_Action item_. Say how many lines in the data hold "cards". Nothing else belongs in the answer.
(The input Opens)
//! The immutable token value: kind, identity, lifetime, and authority set.

use std::collections::BTreeSet;
use std::fmt;

use chrono::{DateTime, Duration, Utc};
use uuid::Uuid;

/// The two cryptographically distinct token kinds.
///
/// Access tokens are short-lived and integrity-protected; refresh tokens are
/// long-lived, confidentiality-protected, and tracked server-side.
#[derive(Debug, Clone, Copy, PartialEq, Eq)]
pub enum TokenKind {
    Access,
    Refresh,
}

impl fmt::Display for TokenKind {
    fn fmt(&self, f: &mut fmt::Formatter<'_>) -> fmt::Result {
        match self {
            TokenKind::Access => write!(f, "access"),
            TokenKind::Refresh => write!(f, "refresh"),
        }
    }
}

/// A minted credential. Never mutated after issuance.
///
/// Timestamps are second-precision: the wire carries Unix seconds, so
/// factories truncate and round-trips stay lossless.
#[derive(Debug, Clone, PartialEq, Eq)]
pub struct TokenModel {
    pub kind: TokenKind,
    pub id: Uuid,
    pub subject_id: Uuid,
    pub issued_at: DateTime<Utc>,
    pub expires_at: DateTime<Utc>,
    pub authorities: BTreeSet<String>,
}

impl TokenModel {
    pub fn is_expired(&self, now: DateTime<Utc>) -> bool {
        self.expires_at <= now
    }

    /// Remaining lifetime; negative once expired.
    pub fn remaining(&self, now: DateTime<Utc>) -> Duration {
        self.expires_at - now
    }

    pub fn has_authority(&self, authority: &str) -> bool {
        self.authorities.contains(authority)
    }
}
#[cfg(test)]
mod tests {
    use super::*;
    use crate::error::LedgerError;
    use crate::ledger::{InMemoryLedger, RevocationRecord};
    use crate::principal::NewPrincipal;
    use crate::token::TokenFactory;
    use async_trait::async_trait;
    use chrono::{DateTime, Duration};
    use std::collections::HashMap;
    use std::sync::Mutex;
    use uuid::Uuid;

    const SIGNING_KEY: &[u8] = b"test-signing-secret-at-least-32-bytes";
    const ENCRYPTION_KEY: [u8; 32] = [42u8; 32];

    struct StubDirectory {
        principals: Mutex<HashMap<Uuid, Principal>>,
    }

    impl StubDirectory {
        fn with(principal: Principal) -> Self {
            Self {
                principals: Mutex::new(HashMap::from([(principal.id, principal)])),
            }
        }

        fn empty() -> Self {
            Self {
                principals: Mutex::new(HashMap::new()),
            }
        }
    }

    #[async_trait]
    impl PrincipalDirectory for StubDirectory {
        async fn load_by_id(&self, subject_id: Uuid) -> Result<Option<Principal>, AuthError> {
            Ok(self.principals.lock().unwrap().get(&subject_id).cloned())
        }

        async fn register(&self, registration: NewPrincipal) -> Result<Principal, AuthError> {
            let principal = Principal {
                id: Uuid::new_v4(),
                login_identifier: registration.login_identifier,
                credential_secret_hash: format!("$stub${}", registration.secret),
                authorities: BTreeSet::from(["cards:read".to_string()]),
            };
            self.principals
                .lock()
                .unwrap()
                .insert(principal.id, principal.clone());
            Ok(principal)
        }
    }

    struct StubVerifier {
        principal: Principal,
    }

    #[async_trait]
    impl CredentialVerifier for StubVerifier {
        async fn verify(&self, identifier: &str, secret: &str) -> Result<Principal, AuthError> {
            if identifier == self.principal.login_identifier && secret == "s3cret-pass" {
                Ok(self.principal.clone())
            } else {
                Err(AuthError::InvalidCredentials)
            }
        }
    }

    struct FailingLedger;

    #[async_trait]
    impl RevocationLedger for FailingLedger {
        async fn insert(&self, _: RevocationRecord) -> Result<(), LedgerError> {
            Err(LedgerError::Unexpected("store down".to_string()))
        }
        async fn contains(&self, _: Uuid) -> Result<bool, LedgerError> {
            Err(LedgerError::Unexpected("store down".to_string()))
        }
        async fn remove(&self, _: Uuid) -> Result<bool, LedgerError> {
            Err(LedgerError::Unexpected("store down".to_string()))
        }
        async fn remove_all_for_subject(&self, _: Uuid) -> Result<u64, LedgerError> {
            Err(LedgerError::Unexpected("store down".to_string()))
        }
        async fn purge_expired(&self, _: DateTime<Utc>) -> Result<u64, LedgerError> {
            Err(LedgerError::Unexpected("store down".to_string()))
        }
    }

    fn sample_principal() -> Principal {
        Principal {
            id: Uuid::new_v4(),
            login_identifier: "9990000000".to_string(),
            credential_secret_hash: "$stub$s3cret-pass".to_string(),
            authorities: BTreeSet::from(["cards:read".to_string()]),
        }
    }

    fn authenticator_with(
        principal: Principal,
        ledger: Arc<dyn RevocationLedger>,
    ) -> CredentialAuthenticator {
        CredentialAuthenticator::new(
            Arc::new(StubVerifier {
                principal: principal.clone(),
            }),
            Arc::new(StubDirectory::with(principal)),
            ledger,
            AccessTokenCodec::new(SIGNING_KEY),
            RefreshTokenCodec::new(ENCRYPTION_KEY),
        )
    }

    #[tokio::test]
    async fn password_path_yields_directory_authorities() {
        let principal = sample_principal();
        let authenticator =
            authenticator_with(principal.clone(), Arc::new(InMemoryLedger::new()));

        let ctx = authenticator
            .authenticate(Credential::Password {
                identifier: "9990000000".to_string(),
                secret: "s3cret-pass".to_string(),
            })
            .await
            .expect("valid password should authenticate");

        assert_eq!(ctx.principal, principal);
        assert!(ctx.token.is_none());
        assert!(ctx.has_authority("cards:read"));
    }

    #[tokio::test]
    async fn wrong_password_is_rejected() {
        let authenticator =
            authenticator_with(sample_principal(), Arc::new(InMemoryLedger::new()));

        let result = authenticator
            .authenticate(Credential::Password {
                identifier: "9990000000".to_string(),
                secret: "wrong".to_string(),
            })
            .await;

        assert!(matches!(result, Err(AuthError::InvalidCredentials)));
    }

    #[tokio::test]
    async fn access_token_authenticates_without_ledger() {
        let principal = sample_principal();
        // A failing ledger proves the access path never consults it.
        let authenticator = authenticator_with(principal.clone(), Arc::new(FailingLedger));

        let token = TokenFactory::access(300).generate(&principal);
        let ctx = authenticator
            .authenticate(Credential::Token(token.clone()))
            .await
            .expect("access token should authenticate");

        assert_eq!(ctx.principal.id, principal.id);
        assert_eq!(ctx.token, Some(token));
    }

    #[tokio::test]
    async fn expired_token_is_rejected_before_any_other_check() {
        let principal = sample_principal();
        let authenticator = authenticator_with(principal.clone(), Arc::new(FailingLedger));

        let mut token = TokenFactory::refresh(3600).generate(&principal);
        token.issued_at = token.issued_at - Duration::hours(2);
        token.expires_at = token.expires_at - Duration::hours(2);

        let result = authenticator.authenticate(Credential::Token(token)).await;
        assert!(matches!(result, Err(AuthError::Expired)));
    }

    #[tokio::test]
    async fn untracked_refresh_token_is_revoked() {
        let principal = sample_principal();
        let authenticator =
            authenticator_with(principal.clone(), Arc::new(InMemoryLedger::new()));

        let token = TokenFactory::refresh(3600).generate(&principal);
        let result = authenticator.authenticate(Credential::Token(token)).await;

        assert!(matches!(result, Err(AuthError::Revoked)));
    }

    #[tokio::test]
    async fn tracked_refresh_token_authenticates_with_pinned_authorities() {
        let principal = sample_principal();
        let ledger = Arc::new(InMemoryLedger::new());
        let authenticator = authenticator_with(principal.clone(), ledger.clone());

        let token = TokenFactory::refresh(3600).generate(&principal);
        ledger
            .insert(RevocationRecord::for_token(&token))
            .await
            .unwrap();

        let ctx = authenticator
            .authenticate(Credential::Token(token))
            .await
            .expect("tracked refresh token should authenticate");

        assert!(ctx.has_authority(crate::token::REFRESH_AUTHORITY));
        assert!(ctx.has_authority(crate::token::SIGNOUT_AUTHORITY));
        // Directory grants do not leak into a refresh-token context.
        assert!(!ctx.has_authority("cards:read"));
    }

    #[tokio::test]
    async fn ledger_failure_fails_closed_as_revoked() {
        let principal = sample_principal();
        let authenticator = authenticator_with(principal.clone(), Arc::new(FailingLedger));

        let token = TokenFactory::refresh(3600).generate(&principal);
        let result = authenticator.authenticate(Credential::Token(token)).await;

        assert!(matches!(result, Err(AuthError::Revoked)));
    }

    #[tokio::test]
    async fn missing_subject_surfaces_as_authentication_failure() {
        let principal = sample_principal();
        let authenticator = CredentialAuthenticator::new(
            Arc::new(StubVerifier {
                principal: principal.clone(),
            }),
            Arc::new(StubDirectory::empty()),
            Arc::new(InMemoryLedger::new()),
            AccessTokenCodec::new(SIGNING_KEY),
            RefreshTokenCodec::new(ENCRYPTION_KEY),
        );

        let token = TokenFactory::access(300).generate(&principal);
        let result = authenticator.authenticate(Credential::Token(token)).await;

        assert!(matches!(result, Err(AuthError::SubjectNotFound(id)) if id == principal.id));
    }

    #[tokio::test]
    async fn authority_pinning_survives_directory_changes() {
        let principal = sample_principal();
        let directory = Arc::new(StubDirectory::with(principal.clone()));
        let authenticator = CredentialAuthenticator::new(
            Arc::new(StubVerifier {
                principal: principal.clone(),
            }),
            directory.clone(),
            Arc::new(InMemoryLedger::new()),
            AccessTokenCodec::new(SIGNING_KEY),
            RefreshTokenCodec::new(ENCRYPTION_KEY),
        );

        let token = TokenFactory::access(300).generate(&principal);

        // Promote the subject after issuance.
        {
            let mut principals = directory.principals.lock().unwrap();
            let entry = principals.get_mut(&principal.id).unwrap();
            entry.authorities.insert("admin:everything".to_string());
        }

        let ctx = authenticator
            .authenticate(Credential::Token(token))
            .await
            .unwrap();

        // The context carries issuance-time grants until re-authentication.
        assert!(!ctx.has_authority("admin:everything"));
        assert!(ctx.has_authority("cards:read"));
    }

    #[tokio::test]
    async fn bearer_probe_covers_both_kinds_and_rejects_garbage() {
        let principal = sample_principal();
        let ledger = Arc::new(InMemoryLedger::new());
        let authenticator = authenticator_with(principal.clone(), ledger.clone());

        let access_codec = AccessTokenCodec::new(SIGNING_KEY);
        let refresh_codec = RefreshTokenCodec::new(ENCRYPTION_KEY);

        let access = TokenFactory::access(300).generate(&principal);
        let refresh = TokenFactory::refresh(3600).generate(&principal);
        ledger
            .insert(RevocationRecord::for_token(&refresh))
            .await
            .unwrap();

        let ctx = authenticator
            .authenticate_bearer(&access_codec.serialize(&access).unwrap())
            .await
            .unwrap();
        assert_eq!(ctx.token.as_ref().map(|t| t.kind), Some(TokenKind::Access));

        let ctx = authenticator
            .authenticate_bearer(&refresh_codec.serialize(&refresh).unwrap())
            .await
            .unwrap();
        assert_eq!(ctx.token.as_ref().map(|t| t.kind), Some(TokenKind::Refresh));

        let result = authenticator.authenticate_bearer("not-a-token").await;
        assert!(matches!(result, Err(AuthError::Malformed)));
    }
}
(The input Closes)
_Reply_. 5